Pathogen was the 1st good plugin manager for Vim. You’ll come across a lot of plugins that haven’t been updated in a while that only mention Pathogen. Don’t worry about it. If you can install it with Pathogen you can install it with the other plugin managers using their standard syntax.

Plugins Not On GitHub

The migration of vim plugins to GitHub has been impressive, and largely fueled by the fact that the best plugin managers all make it very easy to install from GitHub. Vim has been around for 25 years though, and a there are a lot of really useful things that haven’t made it to GitHub. There are also a bunch of developers who don’t like using GitHub. If the plugin you want isn’t on GitHub your plugin manager will still have a relatively easy way to install and manage it.

Restart after install

In my experience your best plan, regardless of which plugin manager you choose, is to:

  1. add the plugin to your .vimrc
  2. source it ( See the section on reloading your .vimrc )
  3. tell your plugin manager to download and install it.
  4. then restart vim.

Writing Plugins

Plugin creation is one area where the modern JavaScript powered editors kick Vim’s butt. Fortunately, it’s unlikely you’ll need to write any for a long time, because there are tons of awesome ones out there that enable Vim to do just about every nifty thing you could want.

That being said, Vim supports plugins written in its native Vimscript, Python, Ruby, Perl, Scheme, and Tcl. Steven Bach1 has this to say about writing plugins in languages other than Vimscript:

It isn’t widely known that Vim has interfaces into several popular scripting languages: Python, Ruby, Perl, Scheme, and Tcl. These are more powerful than Vim Script but have certain practicality drawbacks in context.

  1. Debugging is difficult. Foreign code is interpreted by what is essentially one giant eval. If you misplace a close parenthesis or an end keyword, you will have to track it down yourself.

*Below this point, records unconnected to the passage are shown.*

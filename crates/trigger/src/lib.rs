//! Pipeline trigger adapter.
//!
//! [`WebhookTrigger`] implements [`checks::PipelineTrigger`] by posting a
//! JSON payload to a webhook, with the intent in the `X-Jarvis` header:
//!
//! | Intent | `X-Jarvis` | `patchSetNumber` |
//! |--------|------------|------------------|
//! | check run | `create` | number |
//! | merge | `merge` | string |
//!
//! `changeNumber` is always a string and `checkerUUID` is empty when no
//! checker was resolved.

pub mod client;
pub mod wire;

pub use client::{WebhookTrigger, INTENT_HEADER};
pub use wire::{parse_ack, TriggerPayload, SUBMITTED_MESSAGE};
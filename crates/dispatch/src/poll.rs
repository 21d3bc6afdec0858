//! The poll loop.
//!
//! Every poll interval the poller queries the review service for
//! pending checks (scoped to the scheme) and pending submissions, and offers
//! what it finds to the two work queues. The two halves are independent: a
//! failure to fetch one does not prevent the other from running.
//!
//! The interval is fixed. There is no jitter and no backoff; whatever a
//! tick fails to deliver is re-discovered by the next one.

use std::sync::Arc;
use std::time::Duration;

use checks::{
    IdentityCodec, PendingCheckItem, PendingSubmitItem, ReviewError, ReviewService,
};
use tokio_util::sync::CancellationToken;
use tracing::{debug, info, info_span, warn, Instrument};
use uuid::Uuid;

use crate::config::bounded;
use crate::queue::{Offer, WorkSender};
use crate::submit::is_eligible;

/// Counts for one half of a poll tick.
#[derive(Debug, Clone, Default, PartialEq, Eq)]
pub struct HalfSummary {
    /// Items returned by the review service.
    pub found: usize,
    /// Items accepted by the queue.
    pub queued: usize,
    /// Items dropped because the queue was full or closed.
    pub dropped: usize,
    /// Submissions filtered out before queueing.
    pub ineligible: usize,
    /// The fetch failure, if the half was skipped.
    pub error: Option<ReviewError>,
}

impl HalfSummary {
    fn failed(error: ReviewError) -> Self {
        Self {
            error: Some(error),
            ..Self::default()
        }
    }

    fn record(&mut self, offer: Offer) {
        match offer {
            Offer::Queued => self.queued += 1,
            Offer::Dropped | Offer::Closed => self.dropped += 1,
        }
    }
}

/// The outcome of a single poll tick.
#[derive(Debug, Clone, PartialEq, Eq)]
pub struct PollSummary {
    /// Random id correlating the log events of this tick.
    pub cycle: Uuid,
    /// The pending-checks half.
    pub checks: HalfSummary,
    /// The pending-submissions half.
    pub submissions: HalfSummary,
}

/// Feeds the work queues from the review service.
pub struct Poller {
    review: Arc<dyn ReviewService>,
    codec: IdentityCodec,
    checks: WorkSender<PendingCheckItem>,
    submissions: WorkSender<PendingSubmitItem>,
    interval: Duration,
    call_timeout: Duration,
}

impl Poller {
    /// `interval` is the fixed pause before every tick; `call_timeout`
    /// bounds each review-service query.
    pub fn new(
        review: Arc<dyn ReviewService>,
        codec: IdentityCodec,
        checks: WorkSender<PendingCheckItem>,
        submissions: WorkSender<PendingSubmitItem>,
        interval: Duration,
        call_timeout: Duration,
    ) -> Self {
        Self {
            review,
            codec,
            checks,
            submissions,
            interval,
            call_timeout,
        }
    }

    /// Sleeps, then ticks, until `shutdown` is cancelled.
    ///
    /// Consuming the poller drops both queue senders on return, which lets
    /// the workers drain and exit.
    pub async fn run(self, shutdown: CancellationToken) {
        info!(interval = ?self.interval, scheme = %self.codec.scheme(), "poller started");
        loop {
            tokio::select! {
                _ = shutdown.cancelled() => break,
                _ = tokio::time::sleep(self.interval) => {}
            }
            self.tick().await;
        }
        info!("poller stopped");
    }

    /// Runs one poll: fetch and enqueue checks, then submissions.
    pub async fn tick(&self) -> PollSummary {
        let cycle = Uuid::new_v4();
        let span = info_span!("poll", cycle = %cycle);

        async {
            let checks = self.poll_checks().await;
            let submissions = self.poll_submissions().await;
            info!(
                checks_queued = checks.queued,
                checks_dropped = checks.dropped,
                submissions_queued = submissions.queued,
                submissions_dropped = submissions.dropped,
                submissions_ineligible = submissions.ineligible,
                "poll complete",
            );
            PollSummary {
                cycle,
                checks,
                submissions,
            }
        }
        .instrument(span)
        .await
    }

    async fn poll_checks(&self) -> HalfSummary {
        let fetched = bounded(
            self.call_timeout,
            self.review.pending_checks(self.codec.scheme()),
            |after| ReviewError::Timeout {
                operation: "pending_checks",
                after,
            },
        )
        .await;

        let items = match fetched {
            Ok(items) => items,
            Err(err) => {
                warn!(queue = self.checks.name(), error = %err, "failed to fetch pending checks");
                return HalfSummary::failed(err);
            }
        };
        if items.is_empty() {
            debug!("no pending checks");
        }

        let mut summary = HalfSummary {
            found: items.len(),
            ..HalfSummary::default()
        };
        for item in items {
            summary.record(self.checks.offer(item));
        }
        summary
    }

    async fn poll_submissions(&self) -> HalfSummary {
        let fetched = bounded(
            self.call_timeout,
            self.review.pending_submissions(),
            |after| ReviewError::Timeout {
                operation: "pending_submissions",
                after,
            },
        )
        .await;

        let items = match fetched {
            Ok(items) => items,
            Err(err) => {
                warn!(
                    queue = self.submissions.name(),
                    error = %err,
                    "failed to fetch pending submissions",
                );
                return HalfSummary::failed(err);
            }
        };

        let mut summary = HalfSummary {
            found: items.len(),
            ..HalfSummary::default()
        };
        for item in items {
            if !is_eligible(&item) {
                summary.ineligible += 1;
                continue;
            }
            summary.record(self.submissions.offer(item));
        }
        summary
    }
}
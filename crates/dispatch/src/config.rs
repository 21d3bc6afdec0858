//! Dispatch tuning.
//!
//! The defaults reproduce the connector's historical behaviour: a fixed
//! 10-second poll with no jitter and two work queues of five slots each.
//! Every call the engine makes through a port is additionally bounded by
//! [`DispatchConfig::call_timeout`] so a hanging downstream cannot wedge a
//! worker forever.

use std::future::Future;
use std::time::Duration;

/// Default interval between polls (10 seconds).
pub const DEFAULT_POLL_INTERVAL_SECS: u64 = 10;

/// Default capacity of each work queue.
pub const DEFAULT_QUEUE_CAPACITY: usize = 5;

/// Default bound on a single port call (30 seconds).
pub const DEFAULT_CALL_TIMEOUT_SECS: u64 = 30;

/// Configuration for the poll loop and the two workers.
#[derive(Debug, Clone, PartialEq, Eq)]
pub struct DispatchConfig {
    /// Base URL of the review service, passed to the pipeline as `repoRoot`.
    pub repo_root: String,

    /// Fixed interval between polls.
    ///
    /// Default: 10 seconds.
    pub poll_interval: Duration,

    /// Capacity of the pending-check queue.
    ///
    /// Default: 5.
    pub check_queue_capacity: usize,

    /// Capacity of the pending-submission queue.
    ///
    /// Default: 5.
    pub submission_queue_capacity: usize,

    /// Upper bound on any single review-service or trigger call.
    ///
    /// Default: 30 seconds.
    pub call_timeout: Duration,
}

impl DispatchConfig {
    /// Creates a configuration with default tuning for `repo_root`.
    pub fn new(repo_root: impl Into<String>) -> Self {
        DispatchConfig {
            repo_root: repo_root.into(),
            poll_interval: Duration::from_secs(DEFAULT_POLL_INTERVAL_SECS),
            check_queue_capacity: DEFAULT_QUEUE_CAPACITY,
            submission_queue_capacity: DEFAULT_QUEUE_CAPACITY,
            call_timeout: Duration::from_secs(DEFAULT_CALL_TIMEOUT_SECS),
        }
    }
}

/// Runs `call`, turning an elapsed `limit` into the error built by `elapsed`.
pub(crate) async fn bounded<T, E, F>(
    limit: Duration,
    call: F,
    elapsed: impl FnOnce(Duration) -> E,
) -> Result<T, E>
where
    F: Future<Output = Result<T, E>>,
{
    match tokio::time::timeout(limit, call).await {
        Ok(result) => result,
        Err(_) => Err(elapsed(limit)),
    }
}
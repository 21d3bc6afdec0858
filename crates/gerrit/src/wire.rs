//! Gerrit REST wire format.
//!
//! Every Gerrit JSON response starts with the `)]}'` marker, which must be
//! stripped before parsing. Timestamps use `YYYY-MM-DD hh:mm:ss.nnnnnnnnn`
//! in UTC rather than RFC 3339.

use std::collections::{BTreeMap, HashMap};

use checks::{
    ChangeId, ChangeNumber, CheckStatus, CheckerInfo, CheckerRegistration, CheckerUuid,
    PatchSetId, PendingCheckItem, PendingSubmitItem, RepositoryName, ReviewError, StatusUpdate,
    Timestamp,
};
use serde::de::DeserializeOwned;
use serde::{Deserialize, Serialize};

/// Marker prepended to every JSON response.
pub const JSON_PREFIX: &[u8] = b")]}'";

/// Blocking condition set on checkers registered as blocking.
pub const BLOCKING_NOT_PASSING: &str = "STATE_NOT_PASSING";

/// Status set on registered checkers.
pub const CHECKER_ENABLED: &str = "ENABLED";

/// Removes [`JSON_PREFIX`] from `body`.
pub fn strip_json_prefix(body: &[u8]) -> Result<&[u8], ReviewError> {
    body.strip_prefix(JSON_PREFIX)
        .ok_or_else(|| ReviewError::missing_prefix(JSON_PREFIX, body))
}

/// Strips the marker and decodes the remaining JSON.
pub fn decode<T: DeserializeOwned>(body: &[u8]) -> Result<T, ReviewError> {
    serde_json::from_slice(strip_json_prefix(body)?).map_err(|err| ReviewError::Decode {
        message: err.to_string(),
    })
}

/// The checks-plugin state for a [`CheckStatus`].
///
/// A successful trigger only means the pipeline accepted the job, so it is
/// reported as `SCHEDULED`; the pipeline posts the final result itself.
pub fn wire_state(status: CheckStatus) -> &'static str {
    match status {
        CheckStatus::Unset => "NOT_STARTED",
        CheckStatus::Running | CheckStatus::Successful => "SCHEDULED",
        CheckStatus::Failed => "FAILED",
        CheckStatus::Irrelevant => "NOT_RELEVANT",
    }
}

/// Serde adapter for Gerrit's timestamp format.
pub mod gerrit_time {
    use chrono::NaiveDateTime;
    use checks::Timestamp;
    use serde::{Deserialize, Deserializer, Serializer};

    pub const FORMAT: &str = "%Y-%m-%d %H:%M:%S%.9f";

    pub fn format(ts: &Timestamp) -> String {
        ts.as_datetime().format(FORMAT).to_string()
    }

    pub fn parse(value: &str) -> Result<Timestamp, chrono::ParseError> {
        NaiveDateTime::parse_from_str(value, FORMAT).map(|naive| Timestamp::from_utc(naive.and_utc()))
    }

    pub fn serialize<S: Serializer>(ts: &Option<Timestamp>, s: S) -> Result<S::Ok, S::Error> {
        match ts {
            Some(ts) => s.serialize_str(&format(ts)),
            None => s.serialize_none(),
        }
    }

    pub fn deserialize<'de, D: Deserializer<'de>>(d: D) -> Result<Option<Timestamp>, D::Error> {
        Option::<String>::deserialize(d)?
            .map(|value| parse(&value).map_err(serde::de::Error::custom))
            .transpose()
    }
}

// ---------------------------------------------------------------------------
// Pending checks
// ---------------------------------------------------------------------------

#[derive(Debug, Deserialize)]
pub struct PendingChecksInfo {
    pub patch_set: CheckablePatchSetInfo,
    #[serde(default)]
    pub pending_checks: BTreeMap<String, PendingCheckInfo>,
}

#[derive(Debug, Deserialize)]
pub struct CheckablePatchSetInfo {
    pub repository: String,
    pub change_number: u64,
    pub patch_set_id: u64,
}

#[derive(Debug, Deserialize)]
pub struct PendingCheckInfo {
    #[serde(default)]
    pub state: Option<String>,
}

impl PendingChecksInfo {
    pub fn into_item(self) -> Result<PendingCheckItem, ReviewError> {
        let repository =
            RepositoryName::new(self.patch_set.repository).ok_or_else(|| ReviewError::Decode {
                message: "pending check without repository".to_string(),
            })?;
        Ok(PendingCheckItem {
            repository,
            change_number: ChangeNumber::new(self.patch_set.change_number),
            patch_set_id: PatchSetId::new(self.patch_set.patch_set_id),
            checker_uuids: self
                .pending_checks
                .into_keys()
                .filter_map(CheckerUuid::new)
                .collect(),
        })
    }
}

// ---------------------------------------------------------------------------
// Check status
// ---------------------------------------------------------------------------

#[derive(Debug, Serialize)]
pub struct CheckInput<'a> {
    pub checker_uuid: &'a str,
    pub state: &'static str,
    pub message: &'a str,
    #[serde(skip_serializing_if = "Option::is_none")]
    pub url: Option<&'a str>,
    #[serde(with = "gerrit_time", skip_serializing_if = "Option::is_none")]
    pub started: Option<Timestamp>,
}

impl<'a> From<&'a StatusUpdate> for CheckInput<'a> {
    fn from(update: &'a StatusUpdate) -> Self {
        CheckInput {
            checker_uuid: update.checker_uuid.as_str(),
            state: wire_state(update.status),
            message: &update.message,
            url: update.url.as_deref(),
            started: update.started,
        }
    }
}

/// The parts of a posted check the connector looks at.
#[derive(Debug, Deserialize)]
pub struct CheckInfo {
    pub checker_uuid: String,
    #[serde(default)]
    pub state: String,
}

// ---------------------------------------------------------------------------
// Changes
// ---------------------------------------------------------------------------

#[derive(Debug, Deserialize)]
pub struct ChangeInfo {
    /// `project~branch~Change-Id`, with the project already URL-encoded.
    pub id: String,
    pub project: String,
    #[serde(rename = "_number")]
    pub number: u64,
    #[serde(default)]
    pub mergeable: bool,
    #[serde(default)]
    pub submittable: bool,
    #[serde(default)]
    pub current_revision: Option<String>,
    #[serde(default)]
    pub revisions: HashMap<String, RevisionInfo>,
    #[serde(default)]
    pub labels: HashMap<String, LabelInfo>,
    #[serde(default)]
    pub hashtags: Vec<String>,
}

#[derive(Debug, Deserialize)]
pub struct RevisionInfo {
    #[serde(rename = "_number")]
    pub number: u64,
    #[serde(rename = "ref", default)]
    pub git_ref: String,
}

#[derive(Debug, Default, Deserialize)]
pub struct LabelInfo {
    #[serde(default)]
    pub approved: Option<AccountInfo>,
}

#[derive(Debug, Deserialize)]
pub struct AccountInfo {
    #[serde(rename = "_account_id", default)]
    pub account_id: Option<u64>,
}

impl ChangeInfo {
    /// Converts to a submission candidate, with the lock markers evaluated
    /// against `lock_label` and `lock_hashtag`.
    ///
    /// Returns `None` when the current revision is missing from the
    /// response or when `id` or `project` is empty.
    pub fn into_item(self, lock_label: &str, lock_hashtag: &str) -> Option<PendingSubmitItem> {
        let current = self.current_revision.as_deref()?;
        let revision = self.revisions.get(current)?;
        let lock_label_approved = self
            .labels
            .get(lock_label)
            .and_then(|label| label.approved.as_ref())
            .and_then(|account| account.account_id)
            .is_some_and(|id| id != 0);
        let lock_hashtag_present = self.hashtags.iter().any(|tag| tag == lock_hashtag);

        Some(PendingSubmitItem {
            change_id: ChangeId::new(self.id)?,
            project: RepositoryName::new(self.project)?,
            change_number: ChangeNumber::new(self.number),
            current_revision_ref: revision.git_ref.clone(),
            revision_number: PatchSetId::new(revision.number),
            mergeable: self.mergeable,
            submittable: self.submittable,
            lock_label_approved,
            lock_hashtag_present,
        })
    }
}

#[derive(Debug, Serialize)]
pub struct ReviewInput<'a> {
    pub labels: BTreeMap<&'a str, i32>,
}

#[derive(Debug, Serialize)]
pub struct HashtagsInput<'a> {
    pub add: Vec<&'a str>,
}

// ---------------------------------------------------------------------------
// Checkers
// ---------------------------------------------------------------------------

#[derive(Debug, Serialize)]
pub struct CheckerInput<'a> {
    pub uuid: &'a str,
    pub name: &'a str,
    pub description: &'a str,
    pub repository: &'a str,
    pub status: &'static str,
    pub blocking: Vec<&'static str>,
    pub query: &'a str,
}

impl<'a> From<&'a CheckerRegistration> for CheckerInput<'a> {
    fn from(registration: &'a CheckerRegistration) -> Self {
        CheckerInput {
            uuid: registration.uuid.as_str(),
            name: &registration.name,
            description: &registration.description,
            repository: registration.repository.as_str(),
            status: CHECKER_ENABLED,
            blocking: if registration.blocking {
                vec![BLOCKING_NOT_PASSING]
            } else {
                Vec::new()
            },
            query: &registration.query,
        }
    }
}

#[derive(Debug, Deserialize)]
pub struct CheckerInfoWire {
    pub uuid: String,
    #[serde(default)]
    pub name: String,
    #[serde(default)]
    pub description: String,
    #[serde(default)]
    pub repository: String,
    #[serde(default)]
    pub status: String,
    #[serde(default)]
    pub blocking: Vec<String>,
    #[serde(default)]
    pub query: Option<String>,
}

impl CheckerInfoWire {
    pub fn into_info(self) -> Option<CheckerInfo> {
        Some(CheckerInfo {
            uuid: CheckerUuid::new(self.uuid)?,
            name: self.name,
            description: self.description,
            repository: self.repository,
            status: self.status,
            blocking: self.blocking,
            query: self.query,
        })
    }
}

  2. Integration with Vim is slight.[…] The bindings just tunnel most editor interactions through Vim::evaluate or Vim::command (or equivalent) as unstructured string arguments.

  3. Many Vim installations don’t include external language support by default. It’s an easy fix for a user running a deb or rpm-based Linux distribution, but will require a recompile on Windows, something a Windows user is not wont to do. OS X is hit-or-miss.

Steven’s article is filled with technical tips, and I highly recommend check out Steve Losh’s post with great advice for plugin creators. He’s also the author of Learn Vimscript The Hard Way. It’s free to read online, but if you find it useful please buy a copy of the eBook or print versions.